Evaluation of VEGF and p53 expression

Staining intensity was classified from zero (no staining) to 3 (strong staining) and the percentage of staining area was classified as 0 for no positive staining of tumor cells, 1 for positive staining in <10% of the tumor cells, 2 for positive staining in 10% to 50% of the tumor cells, or 3 for positive staining in >50% of the tumor cells. A staining index was calculated as the product of staining intensity and staining area18). Assessment of the staining was evaluated by two independent observers without knowledge of the clinical outcomes, such as tumor stage, grade and survival. Consensus scores were assigned for each case by reviewing the slides with discrepancies in scoring. All sections on which the two observers disagreed were re-evaluated and, after discussion, there was total agreement on the classification. The tumors were categorized as positive expression (staining index>4) or negative expression (staining index≤4).

Microvessel staining and density

Microvessels were highlighted with a monoclonal antibody against CD34 (QB-END/10; diluted 1:25; Novocstra Lab., Newcastle, UK) using the Micro-Probe staining system (Fisher Scientific, Pittsburgh, PA) based on capillary action. Microvessel quantification was performed according to an international consensus25). Any single brown-stained cell or cluster of endothelial cells that was clearly separate from adjacent microvessels was regarded as a microvessel (Figure 1). Neither vessel lumens nor the presence of red blood cells were used to define a micovessel. Large vessels with thick muscular walls were excluded from the counts. The stained sections were screened at ×40 magnification to identify the areas of the highest vascular density within the tumor. Vessels were counted in the 5 areas of highest vascular density at ×200 magnification. MVD was expressed as the mean number of vessels in these areas.

Statistical analysis

The χ2-test and Fisher’s exact test, where appropriate, were used to compare expression of the VEGF and p53 with various clinicopathological parameters. The relationship between VEGF or p53 expression and MVD was evaluated by the Mann-Whitney U test. Actuarial survival rates of patients were evaluated according to the Kaplan-Meier method and the differences were tested with a log-rank test. The Cox regression model was used to determine the prognostic significance of each parameter by a multivariate analysis. The statistical software program used was Statistical Package for the Social Sciences (SPSS/PC+ 10.0, Chicago, IL). A p value of less than 0.05 was accepted as statistically significant.

RESULTS

Expression of VEGF and p53 in gastric cancer tissues

Normal gastric mucosa was not immunoreactive with an anti-VEGF antibody. VEGF was mainly localized to the cytoplasm or the membrane of the tumor cells (Figure 2). Tumor cells that stained strongly for VEGF were observed more often in the invasive front than in the tumor center. In cancerous tissues, positive expression of VEGF was 31.0% (45/145) (Table 1). Abnormal accumulation of the p53 protein was evident in the nuclei of tumor cells (Figure 3), and heterogeneously distributed. Based on our criteria, the positive expression of p53 in cancerous tissues was 35.9% (52/145) (Table 1).

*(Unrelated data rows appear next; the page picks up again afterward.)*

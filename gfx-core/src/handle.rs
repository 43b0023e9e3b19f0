//! Handle and reference-count core (spec.md §4.1).
//!
//! The source models every GPU object as an opaque id backed by a
//! manual atomic refcount (see the teacher's `wgpu-core::registry`,
//! which is a generational arena built for cross-thread access). This
//! backend is single-threaded per device (spec.md §5), so a `Handle<T>`
//! is modeled directly as `Rc<RefCell<T>>`: Rust's own strong count
//! *is* the refcount spec.md §3 Invariant 1 describes, and `add_ref`/
//! `release` are thin, explicitly-named wrappers around `Clone`/`Drop`
//! so the public API surface (spec.md §6) keeps the C-style discipline
//! callers expect, while the bookkeeping itself is exactly what the
//! borrow checker already guarantees.
//!
//! Back-references that would otherwise cycle (TextureView → Texture →
//! view cache → TextureView, spec.md §9) use [`WeakHandle`].

use std::cell::{Ref, RefCell, RefMut};
use std::rc::{Rc, Weak};

pub struct Handle<T>(Rc<RefCell<T>>);

impl<T> Handle<T> {
    pub fn new(value: T) -> Self {
        Self(Rc::new(RefCell::new(value)))
    }

    /// Increments the refcount and returns a new owning handle. Named
    /// to match the public API's `add_ref` entry point (spec.md §6),
    /// not Rust's `Clone` convention, even though it is one.
    pub fn add_ref(&self) -> Self {
        self.clone()
    }

    /// Decrements the refcount. If this was the last reference, `T`'s
    /// `Drop` impl performs the component-specific teardown described
    /// in spec.md §4.1 (return pooled natives, destroy the rest).
    pub fn release(self) {
        drop(self)
    }

    pub fn borrow(&self) -> Ref<'_, T> {
        self.0.borrow()
    }

    pub fn borrow_mut(&self) -> RefMut<'_, T> {
        self.0.borrow_mut()
    }

    pub fn downgrade(&self) -> WeakHandle<T> {
        WeakHandle(Rc::downgrade(&self.0))
    }

    pub fn ptr_eq(&self, other: &Self) -> bool {
        Rc::ptr_eq(&self.0, &other.0)
    }

    /// Identity for the "opaque handle as hash key" pattern (spec.md
    /// §9: "Hash maps with non-hashable keys... use handle identity").
    pub fn id(&self) -> usize {
        Rc::as_ptr(&self.0) as usize
    }

    pub fn strong_count(&self) -> usize {
        Rc::strong_count(&self.0)
    }
}

impl<T> Clone for Handle<T> {
    fn clone(&self) -> Self {
        Self(self.0.clone())
    }
}

impl<T> PartialEq for Handle<T> {
    fn eq(&self, other: &Self) -> bool {
        self.ptr_eq(other)
    }
}
impl<T> Eq for Handle<T> {}

impl<T> std::hash::Hash for Handle<T> {
    fn hash<H: std::hash::Hasher>(&self, state: &mut H) {
        self.id().hash(state);
    }
}

impl<T> std::fmt::Debug for Handle<T> {
    fn fmt(&self, f: &mut std::fmt::Formatter<'_>) -> std::fmt::Result {
        write!(f, "Handle({:#x})", self.id())
    }
}

pub struct WeakHandle<T>(Weak<RefCell<T>>);

impl<T> WeakHandle<T> {
    pub fn upgrade(&self) -> Option<Handle<T>> {
        self.0.upgrade().map(Handle)
    }
}

impl<T> Clone for WeakHandle<T> {
    fn clone(&self) -> Self {
        Self(self.0.clone())
    }
}
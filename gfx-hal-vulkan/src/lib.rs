//! Thin, mostly-unsafe wrappers around `ash` Vulkan calls.
//!
//! This crate is the single supported backend (per spec.md §1's
//! Non-goals: "support for any backend other than an explicit
//! low-level GPU API in the style of Vulkan"). Unlike the teacher
//! (`wgpu-hal`), there is no `Api` trait of associated types standing
//! between this crate and its caller — `gfx-core` depends on these
//! concrete types directly.
//!
//! Resource lifetime, reference counting, command buffering, and
//! synchronization tracking are **not** implemented here; they live in
//! `gfx-core`, which is the only thing that understands "a frame" or
//! "a submission". This crate only knows how to ask the driver to do
//! one thing at a time.

pub mod adapter;
pub mod alloc;
pub mod conv;
pub mod device;
pub mod fence;
pub mod instance;
pub mod queue;
pub mod surface;

pub use adapter::{Adapter, QueueFamilies};
pub use device::Device;
pub use fence::RawFence;
pub use instance::Instance;
pub use queue::Queue;
pub use surface::{AcquiredImage, Surface};

use ash::vk;

/// Error surfaced by a fallible Vulkan call. This is the hal-layer
/// error; `gfx-core` classifies these into the `types::ErrorKind`
/// taxonomy (spec.md §7) before reporting them to the uncaptured-error
/// channel.
#[derive(Debug, thiserror::Error)]
pub enum HalError {
    #[error("out of host or device memory")]
    OutOfMemory,
    #[error("device lost")]
    DeviceLost,
    #[error("vulkan call failed: {0:?}")]
    Vulkan(vk::Result),
    #[error("surface out of date")]
    SurfaceOutdated,
    #[error("surface lost")]
    SurfaceLost,
    #[error("memory allocation failed: {0}")]
    Allocation(String),
}

impl From<vk::Result> for HalError {
    fn from(result: vk::Result) -> Self {
        match result {
            vk::Result::ERROR_OUT_OF_HOST_MEMORY | vk::Result::ERROR_OUT_OF_DEVICE_MEMORY => {
                Self::OutOfMemory
            }
            vk::Result::ERROR_DEVICE_LOST => Self::DeviceLost,
            vk::Result::ERROR_OUT_OF_DATE_KHR => Self::SurfaceOutdated,
            vk::Result::ERROR_SURFACE_LOST_KHR => Self::SurfaceLost,
            other => Self::Vulkan(other),
        }
    }
}

pub type HalResult<T> = Result<T, HalError>;

/// A texture's backing memory: either suballocated by us, or not owned
/// here at all (a swapchain image, whose memory belongs to the
/// presentation engine).
#[derive(Debug)]
pub enum TextureMemory {
    Suballocated(gpu_alloc::MemoryBlock<vk::DeviceMemory>),
    NotOwned,
}
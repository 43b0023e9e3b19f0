//! ShaderModule resource (spec.md §3): "either a single compiled module
//! usable for all entry points, or a set of per-stage modules addressed
//! by stage-enum". Shader front-ends (SPIR-V compilation, WGSL
//! translation, reflection) are out of scope (spec.md §1) — callers hand
//! us already-compiled SPIR-V words.

use std::collections::HashMap;
use std::rc::{Rc, Weak};

use ash::vk;
use types::ShaderStages;

use crate::device::Device;
use crate::error::GfxResult;
use crate::handle::Handle;

/// A single stage's compiled module plus the entry point to invoke.
pub struct StageModule {
    pub raw: vk::ShaderModule,
    pub entry_point: String,
}

enum Modules {
    /// One `VkShaderModule` shared across every stage that uses it.
    Shared { raw: vk::ShaderModule, entry_point: String },
    /// A distinct module per stage, compiled separately.
    PerStage(HashMap<ShaderStages, StageModule>),
}

pub struct ShaderModule {
    modules: Modules,
    /// Retained verbatim so later reflection or debugging can re-derive
    /// anything not captured above (spec.md §3: "retains a copy of its
    /// source bytes").
    source: Vec<u32>,
    device: Weak<Device>,
}

impl ShaderModule {
    /// Builds a single module usable for every entry point named in
    /// `entry_point` across all of `stages`.
    pub(crate) fn new_shared(
        device: &Rc<Device>,
        source: Vec<u32>,
        entry_point: impl Into<String>,
    ) -> GfxResult<Handle<Self>> {
        let raw = Self::compile(device, &source)?;
        Ok(Handle::new(Self {
            modules: Modules::Shared { raw, entry_point: entry_point.into() },
            source,
            device: Rc::downgrade(device),
        }))
    }

    /// Builds one module per `(stage, source, entry_point)` triple.
    pub(crate) fn new_per_stage(
        device: &Rc<Device>,
        stages: Vec<(ShaderStages, Vec<u32>, String)>,
    ) -> GfxResult<Handle<Self>> {
        let mut combined = Vec::new();
        let mut modules = HashMap::with_capacity(stages.len());
        for (stage, source, entry_point) in stages {
            let raw = Self::compile(device, &source)?;
            combined.extend_from_slice(&source);
            modules.insert(stage, StageModule { raw, entry_point });
        }
        Ok(Handle::new(Self { modules: Modules::PerStage(modules), source: combined, device: Rc::downgrade(device) }))
    }

    fn compile(device: &Rc<Device>, words: &[u32]) -> GfxResult<vk::ShaderModule> {
        let create_info = vk::ShaderModuleCreateInfo::default().code(words);
        unsafe { device.raw().create_shader_module(&create_info, None) }
            .map_err(|e| crate::error::GfxError::from(hal::HalError::from(e)))
    }

    /// Resolves the module and entry point to bind for `stage`.
    pub fn stage(&self, stage: ShaderStages) -> Option<(vk::ShaderModule, &str)> {
        match &self.modules {
            Modules::Shared { raw, entry_point } => Some((*raw, entry_point.as_str())),
            Modules::PerStage(map) => map.get(&stage).map(|m| (m.raw, m.entry_point.as_str())),
        }
    }

    pub fn source(&self) -> &[u32] {
        &self.source
    }
}

impl Drop for ShaderModule {
    fn drop(&mut self) {
        let Some(device) = self.device.upgrade() else { return };
        match &self.modules {
            Modules::Shared { raw, .. } => unsafe { device.raw().destroy_shader_module(*raw, None) },
            Modules::PerStage(map) => {
                for module in map.values() {
                    unsafe { device.raw().destroy_shader_module(module.raw, None) };
                }
            }
        }
    }
}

Correlation between VEGF and p53 expression and clinicopathological features

The expression of p53 did not correlate with VEGF expression (p=0.959, Table 1). The correlation between VEGF or p53 expression and clinicopathological parameters is summarized in Table 2, 3. Positive expression of VEGF correlated significantly with lymph node and distant metastasis (p=0.040, 0.048, respectively, Table 2). There was a trend towards an association between the positive expression of VEGF and poor survival (p=0.087, Figure 4). However, no significant correlation was found between p53 expression and various clinicopathological parameters, including survival (Table 3, Figure 5).

Correlation between MVD and clinicopathological features

The MVD for 145 tumors ranged from 23.0 to 182.0 with a mean MVD of 74.0±31.1. When a mean MVD value of 74.0 was chosen as the cut-off point for discrimination of the 145 patients into two subgroups, 74 patients were categorized as high MVD and 71 as low MVD. High MVD was significantly associated with the depth of tumor invasion (p=0.004) and also did correlate with distant metastasis (p=0.021) (Table 4). Moreover, the overall survival for patients with high MVD was significantly lower than that of low MVD (p=0.048) (Figure 6).

Correlation between VEGF or p53 expression and MVD

The mean MVD value of VEGF positive tumors was 78.5±31.3 and was a significantly higher MVD than that of VEGF negative tumors (p=0.028). However, the relationship between the status of p53 expression and MVD was not statistically significant (p=0.525). The mean MVD value of VEGF and p53 positive tumors was 75.6±30.3 and was higher than that of VEGF and p53 negative tumors, but the mean MVD value of both groups did not show statistically significant difference (p=0.147) (Table 5).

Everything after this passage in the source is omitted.